We believe that selective immunisation of especially vulnerable patient groups should be considered. Some relevant groups might be seronegative persons who are to undergo transplantation, patients with chronic diseases such as juvenile arthritis and kidney disorders, and non-immune teenagers and adults, especially women who are planning a pregnancy (18). Immunising close contacts of persons at risk of a serious course of chickenpox is essential, particularly if the vaccine is contraindicated for the patient her/himself.
In selected wards, the Centers for Disease Control and Prevention recommend checking healthcare workers for seropositivity to the varicella zoster virus and offering immunisation when relevant (17). In our opinion, this practice should be considered in wards with especially vulnerable patients. Legally this may represent a grey area, and in Norway we have no legal basis for compulsion.
The World Health Organization is clear in recommending immunisation for healthcare workers who have not been immunised as children, whose medical history regarding chickenpox is uncertain, and who work with vulnerable groups for whom varicella zoster virus infection may take a serious course (19). Premature babies and neonates, children and adults with impaired immunity, haematological and malignant diseases, and recipients of organ transplantation are examples of such vulnerable patient groups.

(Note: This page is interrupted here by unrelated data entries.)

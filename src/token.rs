//! Opaque id tokens
//!
//! Reversible codec between internal `i64` ids and opaque, tamper-evident
//! string tokens. External surfaces never see raw primary keys; they see a
//! 43-character url-safe token that only decodes under the configured secret.
//!
//! # Wire format
//!
//! A fixed 32-byte block, AES-256-ECB encrypted and base64url-encoded:
//!
//! ```text
//! bytes  0..8   id (little-endian i64)
//! bytes  8..16  nonce = HMAC-SHA256(key, id bytes)[..8]
//! bytes 16..32  tag   = HMAC-SHA256(key, block[0..16])[..16]
//! ```
//!
//! The cipher key and the HMAC key are both SHA-256 of the shared secret.
//! ECB needs no IV; it is acceptable here only because the plaintext block
//! already embeds the keyed nonce and integrity tag, so equal ids are the only
//! inputs that produce equal ciphertexts.
//!
//! # Determinism
//!
//! Encoding the same id under the same secret always yields the identical
//! token. This is a deliberate property (tokens are comparable and cacheable,
//! and compatibility with stored tokens survives restarts), traded against
//! per-call unlinkability.

use aes::Aes256;
use aes::cipher::generic_array::GenericArray;
use aes::cipher::{BlockDecrypt, BlockEncrypt, KeyInit};
use base64::Engine as _;
use base64::engine::general_purpose::URL_SAFE_NO_PAD;
use hmac::{Hmac, Mac};
use sha2::{Digest, Sha256};
use subtle::ConstantTimeEq;
use thiserror::Error;

type HmacSha256 = Hmac<Sha256>;

/// Plaintext block size in bytes (two AES blocks).
const BLOCK_LEN: usize = 32;

/// Length of every valid token: 32 bytes base64url-encoded without padding.
pub const TOKEN_LEN: usize = 43;

/// Token codec errors. Decoding fails closed: no variant ever carries a
/// partially recovered id.
#[derive(Error, Debug, Clone, PartialEq, Eq)]
pub enum TokenError {
    #[error("Token secret must not be empty")]
    EmptySecret,

    #[error("Token has invalid length (expected {TOKEN_LEN} characters)")]
    InvalidLength,

    #[error("Token is not valid url-safe base64")]
    Malformed,

    #[error("Token integrity check failed")]
    IntegrityCheckFailed,
}

/// Codec between `i64` ids and opaque tokens.
///
/// Cheap to clone; one instance per configured secret is shared across all
/// components that encode or decode ids.
#[derive(Clone)]
pub struct IdCodec {
    cipher: Aes256,
    mac: HmacSha256,
}

impl IdCodec {
    /// Build a codec from the shared secret.
    ///
    /// The secret is hashed with SHA-256 to derive the 256-bit key used for
    /// both the cipher and the keyed hashes.
    pub fn new(secret: &str) -> Result<Self, TokenError> {
        if secret.trim().is_empty() {
            return Err(TokenError::EmptySecret);
        }

        let key = Sha256::digest(secret.as_bytes());
        let cipher = Aes256::new(&key);
        // A 32-byte key is always a valid HMAC key; the error arm is unreachable.
        let mac =
            <HmacSha256 as Mac>::new_from_slice(&key).map_err(|_| TokenError::EmptySecret)?;

        Ok(Self { cipher, mac })
    }

    /// Encode an id into its opaque token. Deterministic per id and secret.
    pub fn encode(&self, id: i64) -> String {
        let mut block = self.build_block(id);
        self.encrypt_block(&mut block);
        URL_SAFE_NO_PAD.encode(block)
    }

    /// Decode a token back into the id it was produced from.
    ///
    /// Any token not produced by [`encode`](Self::encode) under this codec's
    /// secret fails with [`TokenError::IntegrityCheckFailed`] (or a length /
    /// encoding error); a wrong numeric id is never returned.
    pub fn decode(&self, token: &str) -> Result<i64, TokenError> {
        if token.len() != TOKEN_LEN {
            return Err(TokenError::InvalidLength);
        }

        let decoded = URL_SAFE_NO_PAD
            .decode(token)
            .map_err(|_| TokenError::Malformed)?;
        let mut block: [u8; BLOCK_LEN] =
            decoded.try_into().map_err(|_| TokenError::Malformed)?;

        self.decrypt_block(&mut block);

        let expected = self.keyed_hash(&block[0..16]);
        // Constant-time compare of the trailing 16-byte tag.
        if !bool::from(block[16..32].ct_eq(&expected[0..16])) {
            return Err(TokenError::IntegrityCheckFailed);
        }

        let mut id_bytes = [0u8; 8];
        id_bytes.copy_from_slice(&block[0..8]);
        Ok(i64::from_le_bytes(id_bytes))
    }

    /// Non-erroring decode for call sites that only care whether the token is
    /// valid.
    pub fn try_decode(&self, token: &str) -> Option<i64> {
        self.decode(token).ok()
    }

    fn build_block(&self, id: i64) -> [u8; BLOCK_LEN] {
        let mut block = [0u8; BLOCK_LEN];
        let id_bytes = id.to_le_bytes();
        block[0..8].copy_from_slice(&id_bytes);

        let nonce = self.keyed_hash(&id_bytes);
        block[8..16].copy_from_slice(&nonce[0..8]);

        let tag = self.keyed_hash(&block[0..16]);
        block[16..32].copy_from_slice(&tag[0..16]);

        block
    }

    fn keyed_hash(&self, data: &[u8]) -> [u8; 32] {
        let mut mac = self.mac.clone();
        mac.update(data);
        mac.finalize().into_bytes().into()
    }

    fn encrypt_block(&self, block: &mut [u8; BLOCK_LEN]) {
        let (lo, hi) = block.split_at_mut(16);
        self.cipher
            .encrypt_block(GenericArray::from_mut_slice(lo));
        self.cipher
            .encrypt_block(GenericArray::from_mut_slice(hi));
    }

    fn decrypt_block(&self, block: &mut [u8; BLOCK_LEN]) {
        let (lo, hi) = block.split_at_mut(16);
        self.cipher
            .decrypt_block(GenericArray::from_mut_slice(lo));
        self.cipher
            .decrypt_block(GenericArray::from_mut_slice(hi));
    }
}

impl std::fmt::Debug for IdCodec {
    fn fmt(&self, f: &mut std::fmt::Formatter<'_>) -> std::fmt::Result {
        // Never expose key material through Debug.
        f.debug_struct("IdCodec").finish_non_exhaustive()
    }
}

Norwegian anaesthesiologists propose widespread immunisation for the varicella zoster virus in persons over 64 years of age to reduce the incidence of herpes zoster and above all postherpetic neuralgia, which is difficult to treat and often leads to severely reduced quality of life (20). This stance has international support (21). The usual vaccine with live attenuated varicella zoster virus should likely not be used, but rather a type that is specially designed for named, age-related indication (21).
Meningoencephalitis caused by the varicella zoster virus is a well-known but rare disease, and frequently manifests itself clinically as aseptic meningitis (22). Varicella pneumonia is also well known and easy to diagnose, but sometimes difficult to treat. Secondary staphylococcal or streptococcal infections following chickenpox can be serious.
Our impression is that clinicians rarely consider possible varicella zoster virus infection in cases of stroke. However, sequelae in the form of stroke after chickenpox or herpes zoster do occur (5). Improved angiographic diagnostics and detection of the virus in cerebrospinal fluid reveal varicella zoster virus-related cerebrovascular incidents in patients in various age groups (6, 8, 23, 24).
In children, it is especially important to consider varicella zoster virus as a cause of cerebrovascular episodes (23). Not all have preceding symptoms typical of chickenpox. Adequate diagnostics and rapid antiviral treatment are essential for the outcome.
Varicella zoster virus arteritis should always be considered in cases of stroke in the first months following herpes zoster, particularly after herpes zoster ophthalmicus (25). A Swedish study indicates an elevated risk of stroke in the first year after herpes zoster, especially in younger patients (26). In these patients, arteritis is found with accompanying stenosis or occlusion as solitary or multiple lesions in large as well as small cerebral arteries. Varicella zoster virus DNA in cerebrospinal fluid is most frequently detected in immunocompromised patients (6). Although we have not found comparative studies, high intravenous doses of acyclovir appear to be clearly indicated (27). We suspect that varicella zoster virus arteritis in the central nervous system is underdiagnosed and usually proceeds without causal treatment. For giant cell arteritis of the temporal arteritis type, both causal factors and treatment strategy are still somewhat unclear due to assumed false positive immunohistochemical findings in some studies (27–29).